En ce qui concerne le taux de chômage calculé par l’Insee (au sens du Bureau international du travail, BIT), il baisse doucement, à coups de dixième de pourcent, et a atteint 9,2% au deuxième trimestre. Mais la baisse n’a réellement commencé qu’en 2015-2016, après le début de la dynamique des créations de postes. "Le lien entre créations d’emplois et baisse du chômage n’est pas toujours évident. Pour que le taux de chômage baisse, il faut que les créations dépassent l’augmentation de la population active", rappelle Éric Heyer.

"En moyenne, il y a 800.000 jeunes qui arrivent sur le marché du travail chaque année et 650.000 seniors qui en sortent. L’économie française doit donc créer 150.000 postes par an pour que le chômage n’augmente pas, plus si on veut qu’il baisse", précise l’économiste. Or, ce seuil n’a été franchi progressivement que fin 2015. Avant cela, la France créait certes des emplois, mais pas suffisamment. La nette accélération des créations d’emplois salariés incite donc à l’optimisme puisque nous sommes déjà au double du seuil de 150.000. "La baisse du taux de chômage est bien en lien avec les créations d’emploi, donc ça va venir", confirme Éric Heyer.

  • L’intérim freine le recul du chômage

Par ailleurs, si le chômage baisse peu et lentement, pour l’instant, c’est parce que les créations d’emploi sont toujours tirées par les contrats précaires, à commencer par l’intérim. Au deuxième trimestre, l’intérim représentait 28,5% des postes créés. Avec désormais 710.000 Français employés de cette façon, "l’intérim bat des records historiques", souligne Éric Heyer.

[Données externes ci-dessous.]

//! JWT Token Handler
//! Mission: Generate and validate JWT tokens securely

use crate::auth::models::{Claims, User};
use anyhow::{Context, Result};
use chrono::Utc;
use jsonwebtoken::{decode, encode, DecodingKey, EncodingKey, Header, Validation};
use tracing::debug;
use uuid::Uuid;

/// JWT Handler for token operations
pub struct JwtHandler {
    secret: String,
    issuer: String,
    expiration_hours: i64,
}

impl JwtHandler {
    /// Create a new JWT handler with secret key and issuer (`JWT_KEY` /
    /// `JWT_ISSUER`).
    pub fn new(secret: String, issuer: String) -> Self {
        Self {
            secret,
            issuer,
            expiration_hours: 1,
        }
    }

    /// Generate an access/refresh token pair for a user. The refresh token
    /// is an opaque random value; this crate exposes no endpoint to redeem
    /// one, so its validation is out of scope (spec §6 names only the
    /// bit-shape of the response, not refresh mechanics).
    pub fn generate_token_pair(&self, user: &User) -> Result<(String, String, usize)> {
        let access_token = self.generate_token(user)?;
        let refresh_token = Uuid::new_v4().to_string();
        let expires_in = (self.expiration_hours * 3600) as usize;
        Ok((access_token, refresh_token, expires_in))
    }

    fn generate_token(&self, user: &User) -> Result<String> {
        let now = Utc::now();
        let expiration = now
            .checked_add_signed(chrono::Duration::hours(self.expiration_hours))
            .context("Invalid timestamp")?
            .timestamp() as usize;

        let claims = Claims {
            sub: user.id.to_string(),
            email: user.email.clone(),
            iss: self.issuer.clone(),
            exp: expiration,
        };

        debug!(
            "Generating JWT for user {} ({}), expires in {}h",
            user.email, user.id, self.expiration_hours
        );

        encode(
            &Header::default(),
            &claims,
            &EncodingKey::from_secret(self.secret.as_bytes()),
        )
        .context("Failed to generate JWT")
    }

    /// Validate a JWT token and extract claims
    pub fn validate_token(&self, token: &str) -> Result<Claims> {
        let mut validation = Validation::default();
        validation.set_issuer(&[&self.issuer]);

        let decoded = decode::<Claims>(
            token,
            &DecodingKey::from_secret(self.secret.as_bytes()),
            &validation,
        )
        .context("Invalid or expired token")?;

        debug!("Validated JWT for user {}", decoded.claims.email);

        Ok(decoded.claims)
    }
}

#[cfg(test)]
mod tests {
    use super::*;
    use uuid::Uuid as UuidType;

    fn create_test_user() -> User {
        User {
            id: UuidType::new_v4(),
            email: "u@gatech.edu".to_string(),
            password_hash: "hash".to_string(),
            failed_login_attempts: 0,
            locked_until: None,
            created_at: Utc::now(),
        }
    }

    #[test]
    fn test_jwt_generation_and_validation() {
        let handler = JwtHandler::new("test-secret-key-12345".to_string(), "betterbooks".to_string());
        let user = create_test_user();

        let (access, refresh, expires_in) = handler.generate_token_pair(&user).unwrap();
        assert!(!access.is_empty());
        assert!(!refresh.is_empty());
        assert_eq!(expires_in, 3600);

        let claims = handler.validate_token(&access).unwrap();
        assert_eq!(claims.email, user.email);
        assert_eq!(claims.sub, user.id.to_string());
        assert_eq!(claims.iss, "betterbooks");
    }

    #[test]
    fn test_invalid_token_rejected() {
        let handler = JwtHandler::new("test-secret-key-12345".to_string(), "betterbooks".to_string());
        let result = handler.validate_token("invalid.token.here");
        assert!(result.is_err());
    }

    #[test]
    fn test_different_secrets_reject() {
        let handler1 = JwtHandler::new("secret1".to_string(), "betterbooks".to_string());
        let handler2 = JwtHandler::new("secret2".to_string(), "betterbooks".to_string());
        let user = create_test_user();

        let (access, _, _) = handler1.generate_token_pair(&user).unwrap();
        let result = handler2.validate_token(&access);
        assert!(result.is_err());
    }

    #[test]
    fn test_different_issuer_rejects() {
        let handler1 = JwtHandler::new("secret".to_string(), "betterbooks".to_string());
        let handler2 = JwtHandler::new("secret".to_string(), "other-issuer".to_string());
        let user = create_test_user();

        let (access, _, _) = handler1.generate_token_pair(&user).unwrap();
        assert!(handler2.validate_token(&access).is_err());
    }
}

Pendant longtemps, l’intérim a été un indicateur avancé de la situation du travail : dès que la conjoncture s’améliorait, les emplois intérimaires étaient transformés en emplois durables. Mais ce n’est plus le cas aujourd’hui. "Le marché du travail est devenu beaucoup plus flexible. Il n’y a jamais eu autant de CDD courts et de contrats d’intérim. C’est devenu la norme actuellement", explique l’économiste de l’OFCE. Résultat, les intérimaires dont le contrat n’est pas renouvelé sont parfois contraints de repasser par une période de chômage. Une situation qui durera tant que les contrats longs et sécurisés n’auront pas retrouvé leur place d’avant la crise.